Juan Antonio García Villa

Todo parece indicar que el oficialismo dejó (casi) para el final el ataque más demoledor: la alteración del sistema político electoral del país para centralizar el poder, ahora sí de manera absoluta y total, en una sola persona (no necesariamente la titular del Ejecutivo) o una reducida camarilla. Tal es, sin duda, el alcance que se pretende dar a la anunciada reforma electoral.

En las últimas cuatro décadas, se han llevado a cabo en México diversas y sucesivas reformas en materia electoral. Fueron varias porque, es cierto, el tránsito de un régimen autoritario de partido hegemónico casi único, de presidencialismo exacerbado, de escasa competencia electoral y acceso severamente restringido de las voces y plumas independientes a los medios de comunicación fue, dicho tránsito, de manera gradual.

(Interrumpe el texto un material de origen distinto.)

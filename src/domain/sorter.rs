//! Sort strategies for the merged dataset
//!
//! The host historically named its sort functions (`ksort`, `krsort`, ...)
//! and extensions returned those names from the sorter hook. Names are still
//! accepted, but a strategy is a value: a third party can hand back any
//! comparator through [`Sorter::custom`].

use std::cmp::Ordering;
use std::fmt;
use std::str::FromStr;
use std::sync::Arc;

use thiserror::Error;

use super::Dataset;

/// Comparator over `(label, value)` pairs
pub type CompareFn = dyn Fn((&str, &str), (&str, &str)) -> Ordering + Send + Sync;

#[derive(Debug, Error, PartialEq, Eq)]
pub enum SorterError {
    #[error("Unknown sorter: {0}. Valid values: ksort, krsort, asort, arsort, none")]
    Unknown(String),
}

/// Strategy used to order the dataset before it is rendered
#[derive(Clone, Default)]
pub enum Sorter {
    /// Ascending by label, case-sensitive ordinal (`ksort`)
    #[default]
    ByLabel,
    /// Descending by label (`krsort`)
    ByLabelDescending,
    /// Ascending by value (`asort`)
    ByValue,
    /// Descending by value (`arsort`)
    ByValueDescending,
    /// Keep collection order (`none`)
    Unsorted,
    /// Caller-provided comparator
    Custom { name: String, compare: Arc<CompareFn> },
}

impl Sorter {
    /// Wraps a comparator as a sorter
    pub fn custom<F>(name: impl Into<String>, compare: F) -> Self
    where
        F: Fn((&str, &str), (&str, &str)) -> Ordering + Send + Sync + 'static,
    {
        Sorter::Custom {
            name: name.into(),
            compare: Arc::new(compare),
        }
    }

    pub fn name(&self) -> &str {
        match self {
            Sorter::ByLabel => "ksort",
            Sorter::ByLabelDescending => "krsort",
            Sorter::ByValue => "asort",
            Sorter::ByValueDescending => "arsort",
            Sorter::Unsorted => "none",
            Sorter::Custom { name, .. } => name,
        }
    }

    /// Reorders the dataset in place. Every strategy is stable.
    pub fn apply(&self, dataset: &mut Dataset) {
        match self {
            Sorter::ByLabel => dataset.sort_by(|a, b| a.0.cmp(b.0)),
            Sorter::ByLabelDescending => dataset.sort_by(|a, b| b.0.cmp(a.0)),
            Sorter::ByValue => dataset.sort_by(|a, b| a.1.cmp(b.1)),
            Sorter::ByValueDescending => dataset.sort_by(|a, b| b.1.cmp(a.1)),
            Sorter::Unsorted => {}
            Sorter::Custom { compare, .. } => dataset.sort_by(|a, b| compare(a, b)),
        }
    }
}

impl FromStr for Sorter {
    type Err = SorterError;

    fn from_str(s: &str) -> Result<Self, Self::Err> {
        match s {
            "ksort" => Ok(Sorter::ByLabel),
            "krsort" => Ok(Sorter::ByLabelDescending),
            "asort" => Ok(Sorter::ByValue),
            "arsort" => Ok(Sorter::ByValueDescending),
            "none" => Ok(Sorter::Unsorted),
            other => Err(SorterError::Unknown(other.to_string())),
        }
    }
}

impl fmt::Debug for Sorter {
    fn fmt(&self, f: &mut fmt::Formatter<'_>) -> fmt::Result {
        match self {
            Sorter::Custom { name, .. } => f.debug_struct("Custom").field("name", name).finish(),
            other => f.write_str(other.name()),
        }
    }
}

impl PartialEq for Sorter {
    fn eq(&self, other: &Self) -> bool {
        match (self, other) {
            (Sorter::Custom { compare: a, .. }, Sorter::Custom { compare: b, .. }) => {
                Arc::ptr_eq(a, b)
            }
            (a, b) => std::mem::discriminant(a) == std::mem::discriminant(b),
        }
    }
}
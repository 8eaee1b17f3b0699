//! # Render Pipeline
//!
//! Builds the information block for a post and splices it into the post
//! content.
//!
//! ## Steps
//!
//! 1. `display_custom_fields` veto, checked before anything is collected
//! 2. Taxonomy rows, then metadata rows (metadata wins on label collision)
//! 3. Sort with the strategy resolved through `dcf_sorter`
//! 4. Final transform through `dcf_data`; empty rows are removed
//! 5. Heading plus one row per entry, then a clearing element
//! 6. Placement through `dcf_before_content`
//!
//! ## Key Types
//!
//! - [`Renderer`] - The pipeline
//! - [`DisplayCustomFields`] - Wires the renderer into a host registry
//! - [`TaxonomyCollector`], [`MetadataCollector`] - Row producers
//! - [`HeadingBuilder`] - Heading markup

mod collect;
mod heading;
mod pipeline;
mod plugin;

pub use collect::{MetadataCollector, TaxonomyCollector, TERM_SEPARATOR};
pub use heading::{HeadingBuilder, HEADING_SUFFIX};
pub use pipeline::{block_markup, Renderer};
pub use plugin::DisplayCustomFields;
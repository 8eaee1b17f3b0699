//! # Storage Layer
//!
//! Everything the render pipeline reads from outside: posts, taxonomies
//! and metadata, configuration, stylesheet files and translations.
//!
//! ## Sources
//!
//! | Data | Format | Location |
//! |------|--------|----------|
//! | Site (posts, taxonomies, metadata) | JSON or YAML | any path given to `SiteStore::load` |
//! | Config | TOML | `--config`, `./dcf.toml`, or the global config dir |
//! | Stylesheet | CSS | `stylesheet.path`, relative to the config file |
//!
//! ## Key Types
//!
//! - [`ContentStore`] - Data-access interface consumed by the collectors
//! - [`SiteStore`] - In-memory store over a site file
//! - [`Config`] - Display, stylesheet, logging and translation settings
//! - [`AssetQueue`] - Stylesheets queued during a page load
//! - [`Catalog`] - Translation table

mod assets;
mod config;
mod i18n;
mod site;
mod store;

pub use assets::{enqueue_stylesheet, AssetQueue, Stylesheet};
pub use config::{
    Config, ConfigError, DisplayConfig, LoggingConfig, Placement, StylesheetConfig,
    LOCAL_CONFIG_FILE,
};
pub use i18n::{Catalog, Translate, TEXT_DOMAIN};
pub use site::{PostRecord, PostTypeRecord, Site, SiteError, SiteStore, TaxonomyRecord, TermRecord};
pub use store::ContentStore;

Ahora, según claramente se advierte, el propósito del gobierno y Morena es pasar de golpe del actual régimen, democrático hasta donde fue posible llevarlo, al que regía antes de las reformas de las últimas cuatro décadas.

La anterior no es una inferencia sujeta a corroboración. No, corresponde a una afirmación categórica hecha por Pablo Gómez, nombrado por Claudia Sheinbaum para encabezar la Comisión Presidencial de Reforma Electoral, creada ésta por decreto del Ejecutivo. Sin embargo, con toda claridad y sin ambages el propio Pablo Gómez ha declarado que si la realidad actual del país es de una abrumadora mayoría morenista como la que el priismo tenía en el régimen predemocrático, goza entonces del derecho a imponer las nuevas reglas del juego político electoral. Como las que durante décadas impuso el priismo, al amparo de una mayoría artificial, como la que con groseras maniobras han logrado ahora Morena y sus aliados.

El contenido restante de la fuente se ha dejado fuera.